Update: NYPD has made an arrest in the case. Thank You NYPD.
A special thanks to @ShomrimCH, @ChabadLubavitch, CO Inspector Richie Taylor of @NYPDCommAffairs & @joeleisdorfer of @NYCMayorsOffice for their pursuit of justice and care.— Yosef H (@yossy770) July 29, 2022
After thugs brutally assaulted Crown Heights community activist Yossy Hershkop two weeks ago, on Wednesday, July 13, in front of his five-year-old son, Yossy has been waiting to see the first glimmer of justice. There have been no results, though, despite a video of the assailants and their vehicle. Frustrated with a system that seems to have ground to a standstill, if it ever moved at all, Yosef voiced his frustration today on Twitter.
I was attacked 2 weeks ago. No arrests have been made, despite the assailants' vehicle having been seen all over the neighborhood. My son still has a lot of trauma from the incident & we now Uber instead of walk whenever we need to go out. How many others live in fear in NYC?! https://t.co/hI4LdcjtfA
— Yosef H (@yossy770) July 27, 2022
Geoffrey Davis, the Founder of James E. Davis Stop Violence Foundation and author of the popular children’s book Love Yourself, Love Each Other, spoke with Yid Info about his own frustration with the lack of an arrest.
“It is one hundred percent unacceptable!” he told Yid Info. “We have to change the narrative. A human being was brutally assaulted, and the criminals need to be arrested and convicted so a young man can get the justice he deserves. Every elected should support and surround Yossy and his child and wife. This hasn’t happened, and that itself is a crime.
“And once there is an arrest, we have to stay active. We can’t get lazy. The community needs to get involved and push the District Attorney’s office and make sure to get a conviction. After an event like this, step one is to support the victim. The second step is to get an arrest. The third step is to go to arraignment and make sure the criminals are arraigned and with bail. Fourth is to stay on top of the district attorney to ensure they get a conviction.
“The court and the police work for us. We have become too nice and forgiving. If people are let go under the DA’s watch, we need to remember that he’s an elected official, and if he doesn’t work for us, we let the community know, and we vote him out. We have to change the narrative and get involved.”
Davis spends time with Yaakov Behrman – walking the streets of Crown Heights together, working to change the narrative.
“They call us the Odd Couple,” Davis says. “Crown Heights is a big community of almost 200,000 people. These small steps are doing good, yet there are always knuckleheads. We have to work to get justice because the system is backward and pro-criminal, which means we have to work ten times as hard to change the narrative, but otherwise, we let hate win. We have to continue to work and teach children not to grow up in that way.”
Davis went on to say he has invited Yossy’s five-year-old son to come with him to a baseball game in Coney Island in August.

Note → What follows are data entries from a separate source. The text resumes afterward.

impl FallbackStage {
    /// Create a fallback stage from its configuration, a wireless monitor
    /// and the host tick source.
    pub fn new(cfg: FallbackCfg, monitor: Box<dyn WirelessMonitor>, get_tick: fn() -> u32) -> Self {
        Self {
            cfg,
            monitor,
            get_tick,
            state_change_callback: None,
            state: FallbackState::FallbackDisconnect,
            fallback_flag: true,
            manual_mode: false,
            fallback_count: 0,
            consumer_buffer_size_tenths: 0,
            sampling_tick_start: 0,
            queue_metrics: FallbackQueueMetrics::default(),
            link_margin_metrics: FallbackLinkMarginMetrics::default(),
            cca_metrics: FallbackCcaMetrics::default(),
        }
    }

    /// Install a callback invoked on every fallback flag change.
    pub fn with_state_change_callback(mut self, callback: fn(bool)) -> Self {
        self.state_change_callback = Some(callback);
        self
    }

    pub(crate) fn init(&mut self, ctx: &mut StageInitCtx<'_>) -> Result<()> {
        // Start the system in fallback mode.
        self.fallback_flag = true;
        self.state = FallbackState::FallbackDisconnect;
        self.fallback_count = 0;

        if !self.cfg.is_tx_device {
            return Ok(());
        }

        if self.cfg.tick_frequency_hz == 0 {
            return Err(Error::FallbackInitFailure);
        }
        let consumer_buffer_size_tenths =
            u32::from(ctx.consumer_cfg.queue_size) * BUF_SIZE_DECIMAL_FACTOR;
        if self.cfg.consumer_buffer_load_threshold_tenths == 0
            || self.cfg.consumer_buffer_load_threshold_tenths >= consumer_buffer_size_tenths
            || consumer_buffer_size_tenths == 0
        {
            return Err(Error::FallbackInitFailure);
        }

        let lm = &mut self.link_margin_metrics;
        lm.good_count_threshold =
            (self.cfg.link_margin_good_time_sec * SAMPLING_FREQ_HZ) as u16;
        lm.threshold_default = self.cfg.link_margin_threshold;
        lm.threshold = self.cfg.link_margin_threshold;
        lm.threshold_hysteresis = self.cfg.link_margin_threshold_hysteresis;

        let cca = &mut self.cca_metrics;
        cca.good_count_threshold = (self.cfg.cca_good_time_sec * SAMPLING_FREQ_HZ) as u16;
        cca.bad_count_threshold =
            ((self.cfg.cca_bad_time_sec * SAMPLING_FREQ_HZ as f32) as u16).max(1);
        cca.fail_count_threshold =
            u32::from(self.cfg.cca_max_try_count) * u32::from(self.cfg.cca_try_count_threshold_perc);
        cca.good_count = cca.good_count_threshold;

        self.consumer_buffer_size_tenths = consumer_buffer_size_tenths;
        self.queue_metrics = FallbackQueueMetrics::default();
        self.init_link_stats();

        Ok(())
    }

    pub(crate) fn ctrl(&mut self, _cmd: u8, _arg: u32) -> Result<u32> {
        Err(Error::InvalidCmd)
    }

    pub(crate) fn process(
        &mut self,
        ctx: &mut StageCtx<'_>,
        header: &mut AudioHeader,
        _input: &[u8],
        _output: &mut [u8],
    ) -> Result<u16> {
        if self.cfg.is_tx_device {
            self.update_state(ctx);
            header.fallback = self.fallback_flag;
        } else if header.fallback {
            self.set_fallback_flag();
        } else {
            self.clear_fallback_flag();
        }

        *ctx.fallback_active = self.fallback_flag;
        Ok(0)
    }

    /// Whether the fallback mode is active.
    #[inline]
    pub fn is_active(&self) -> bool {
        self.fallback_flag
    }

    /// Current state machine state.
    #[inline]
    pub fn state(&self) -> FallbackState {
        self.state
    }

    /// Times the fallback mode has been activated.
    #[inline]
    pub fn fallback_count(&self) -> u32 {
        self.fallback_count
    }

    /// Raise the fallback flag.
    pub fn set_fallback_flag(&mut self) {
        if !self.fallback_flag {
            self.fallback_flag = true;
            self.fallback_count += 1;
            if let Some(callback) = self.state_change_callback {
                callback(true);
            }
        }
    }

    /// Clear the fallback flag.
    pub fn clear_fallback_flag(&mut self) {
        if self.fallback_flag {
            self.fallback_flag = false;
            if let Some(callback) = self.state_change_callback {
                callback(false);
            }
        }
    }

    /// Bypass the state machine; only explicit set/clear flip the flag.
    pub fn set_manual_mode(&mut self, enabled: bool) {
        self.manual_mode = enabled;
    }

    /// Feed one received link margin value (RX -> TX side channel).
    pub fn set_rx_link_margin(&mut self, rx_lm: u8) {
        let lm = &mut self.link_margin_metrics;
        lm.accumulator += u32::from(rx_lm);
        lm.accumulator_count += 1;
        if rx_lm < lm.consumer_link_margin_min_peak {
            lm.consumer_link_margin_min_peak = rx_lm;
        }
    }

    /// Link margin average over the last sampling period.
    pub fn rx_link_margin(&self) -> u8 {
        self.link_margin_metrics.accumulator_average
    }

    /// Link margin metrics.
    pub fn link_margin_metrics(&self) -> &FallbackLinkMarginMetrics {
        &self.link_margin_metrics
    }

    /// CCA metrics.
    pub fn cca_metrics(&self) -> &FallbackCcaMetrics {
        &self.cca_metrics
    }

    /// Consumer queue metrics.
    pub fn queue_metrics(&self) -> &FallbackQueueMetrics {
        &self.queue_metrics
    }

    /// Set the time the link margin must be good to leave fallback.
    pub fn set_link_margin_good_time(&mut self, seconds: u32) {
        self.link_margin_metrics.good_count_threshold = (seconds * SAMPLING_FREQ_HZ) as u16;
    }

    /// Set the time the CCA count must be good to leave fallback.
    pub fn set_cca_good_time(&mut self, seconds: u32) {
        self.cca_metrics.good_count_threshold = (seconds * SAMPLING_FREQ_HZ) as u16;
    }

    /// Set the time the CCA count must be bad to enter fallback.
    pub fn set_cca_bad_time(&mut self, seconds: f32) {
        self.cca_metrics.bad_count_threshold =
            ((seconds * SAMPLING_FREQ_HZ as f32) as u16).max(1);
    }

    /// Reset the activation counter and peak statistics.
    pub fn reset_stats(&mut self, stats: &mut crate::stats::PipelineStats) {
        self.fallback_count = 0;
        self.reset_peak_stats(stats);
    }

    fn update_state(&mut self, ctx: &mut StageCtx<'_>) {
        if self.manual_mode {
            self.init_link_stats();
            self.state = if self.fallback_flag {
                FallbackState::Fallback
            } else {
                FallbackState::Normal
            };
            return;
        }

        self.update_consumer_queue_metrics(ctx);
        self.update_link_stats();

        let queue_avg = self.queue_metrics.queue_length_avg_tenths;
        match self.state {
            FallbackState::Normal => {
                if queue_avg == self.consumer_buffer_size_tenths {
                    // TX queue is full: the link is disconnected.
                    self.link_margin_metrics.threshold =
                        self.link_margin_metrics.threshold_default;
                    self.init_link_stats();
                    self.set_fallback_flag();
                    self.state = FallbackState::FallbackDisconnect;
                } else if queue_avg > self.cfg.consumer_buffer_load_threshold_tenths
                    && !self.fallback_flag
                {
                    // Buffer load threshold reached: measure the current
                    // link margin to use it as the return threshold.
                    self.init_link_stats();
                    self.set_fallback_flag();
                    self.state = FallbackState::WaitThreshold;
                } else if self.cca_metrics.bad_count >= self.cca_metrics.bad_count_threshold {
                    self.link_margin_metrics.threshold =
                        self.link_margin_metrics.threshold_default;
                    self.init_link_stats();
                    self.set_fallback_flag();
                    self.state = FallbackState::WaitThreshold;
                }
            }
            FallbackState::WaitThreshold => {
                if queue_avg == self.consumer_buffer_size_tenths {
                    self.link_margin_metrics.threshold =
                        self.link_margin_metrics.threshold_default;
                    self.state = FallbackState::FallbackDisconnect;
                } else if self.link_margin_metrics.accumulator_average > 0 {
                    // Averaging complete: this becomes the return-to-normal
                    // threshold, clamped around the default.
                    let lm = &mut self.link_margin_metrics;
                    lm.threshold = lm.accumulator_average;
                    if lm.threshold > lm.threshold_default + lm.threshold_hysteresis
                        || lm.threshold
                            < lm.threshold_default.saturating_sub(lm.threshold_hysteresis)
                    {
                        lm.threshold = lm.threshold_default;
                    }
                    self.state = FallbackState::Fallback;
                    self.reset_peak_stats(ctx.stats);
                }
            }
            FallbackState::Fallback => {
                if queue_avg == self.consumer_buffer_size_tenths {
                    self.link_margin_metrics.threshold =
                        self.link_margin_metrics.threshold_default;
                    self.state = FallbackState::FallbackDisconnect;
                } else if self.is_link_good() {
                    self.clear_fallback_flag();
                    self.state = FallbackState::Normal;
                    self.reset_peak_stats(ctx.stats);
                }
            }
            FallbackState::FallbackDisconnect => {
                if self.is_link_good() {
                    self.clear_fallback_flag();
                    self.state = FallbackState::Normal;
                    self.reset_peak_stats(ctx.stats);
                }
            }
        }
    }

    fn init_link_stats(&mut self) {
        let info = self.monitor.fallback_info();

        let lm = &mut self.link_margin_metrics;
        lm.accumulator = 0;
        lm.accumulator_count = 0;
        lm.accumulator_average = 0;
        lm.good_count = 0;

        let cca = &mut self.cca_metrics;
        cca.fail_count_current = info.cca_fail_count;
        cca.cca_event_count_current = info.cca_event_count;
        cca.fail_count_start = cca.fail_count_current;
        cca.cca_event_count_start = cca.cca_event_count_current;

        self.sampling_tick_start = (self.get_tick)();
    }

    fn update_consumer_queue_metrics(&mut self, ctx: &StageCtx<'_>) {
        if !ctx.consumer_buffering_complete {
            return;
        }
        let metrics = &mut self.queue_metrics;
        let idx = usize::from(metrics.queue_length_arr_idx);
        metrics.queue_length_sum -= u16::from(metrics.queue_length_arr[idx]);
        metrics.queue_length_arr[idx] = ctx.consumer_queue_len.min(u16::from(u8::MAX)) as u8;
        metrics.queue_length_sum += u16::from(metrics.queue_length_arr[idx]);
        metrics.queue_length_avg_tenths = (u32::from(metrics.queue_length_sum)
            * BUF_SIZE_DECIMAL_FACTOR)
            / QUEUE_ARRAY_LENGTH as u32;
        metrics.queue_length_arr_idx = ((idx + 1) % QUEUE_ARRAY_LENGTH) as u8;
    }

    fn update_link_stats(&mut self) {
        let now = (self.get_tick)();
        if now.wrapping_sub(self.sampling_tick_start)
            >= self.cfg.tick_frequency_hz / SAMPLING_FREQ_HZ
        {
            // Averaging period reached.
            self.sampling_tick_start = now;
            self.calculate_link_margin_metrics();
            self.calculate_cca_metrics();
        }
    }

    fn calculate_link_margin_metrics(&mut self) {
        let fallback_active = self.fallback_flag;
        let lm = &mut self.link_margin_metrics;
        if lm.accumulator_count == 0 {
            return;
        }

        lm.accumulator_average = (lm.accumulator / u32::from(lm.accumulator_count)) as u8;
        lm.accumulator = 0;
        lm.accumulator_count = 0;
        if u32::from(lm.accumulator_average)
            >= u32::from(lm.threshold) + u32::from(lm.threshold_hysteresis)
            && fallback_active
        {
            lm.good_count = (lm.good_count + 1).min(lm.good_count_threshold);
        } else {
            lm.good_count = 0;
        }
    }

    fn calculate_cca_metrics(&mut self) {
        let info = self.monitor.fallback_info();
        let cca = &mut self.cca_metrics;

        cca.cca_event_count_current = info.cca_event_count;
        cca.cca_event_count = cca
            .cca_event_count_current
            .wrapping_sub(cca.cca_event_count_start);
        cca.cca_event_count_start = cca.cca_event_count_current;

        cca.fail_count_current = info.cca_fail_count;
        cca.fail_count = cca.fail_count_current.wrapping_sub(cca.fail_count_start);
        cca.fail_count_start = cca.fail_count_current;

        if cca.cca_event_count == 0 {
            // No CCA activity this period; averages stay as they were.
            return;
        }
        cca.fail_count_avg = ((u64::from(cca.fail_count) * u64::from(CCA_DECIMAL_FACTOR))
            / u64::from(cca.cca_event_count)) as u32;

        if cca.fail_count_avg > cca.consumer_cca_fail_count_peak {
            cca.consumer_cca_fail_count_peak = cca.fail_count_avg;
        }

        if cca.fail_count_avg <= cca.fail_count_threshold {
            cca.good_count = (cca.good_count + 1).min(cca.good_count_threshold);
            cca.bad_count = 0;
        } else {
            cca.bad_count = (cca.bad_count + 1).min(cca.bad_count_threshold);
            cca.good_count = 0;
        }
    }

    fn is_link_good(&self) -> bool {
        self.link_margin_metrics.good_count >= self.link_margin_metrics.good_count_threshold
            && self.cca_metrics.good_count >= self.cca_metrics.good_count_threshold
    }

    fn reset_peak_stats(&mut self, stats: &mut crate::stats::PipelineStats) {
        self.link_margin_metrics.consumer_link_margin_min_peak = u8::MAX;
        self.cca_metrics.consumer_cca_fail_count_peak = 0;
        stats.consumer_queue_peak_buffer_load = 0;
    }
}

“You have to change the narrative in his life too,” Davis says. “Otherwise, he’ll only remember that black people attacked his father. I’m bringing black kids too, and we’re all going to watch a baseball game together in Coney Island.”
In the meantime, Yossy continues to wait for justice to begin to be served and for a small step in the right direction to be taken towards eradicating fear in young and old alike in Crown Heights and beyond.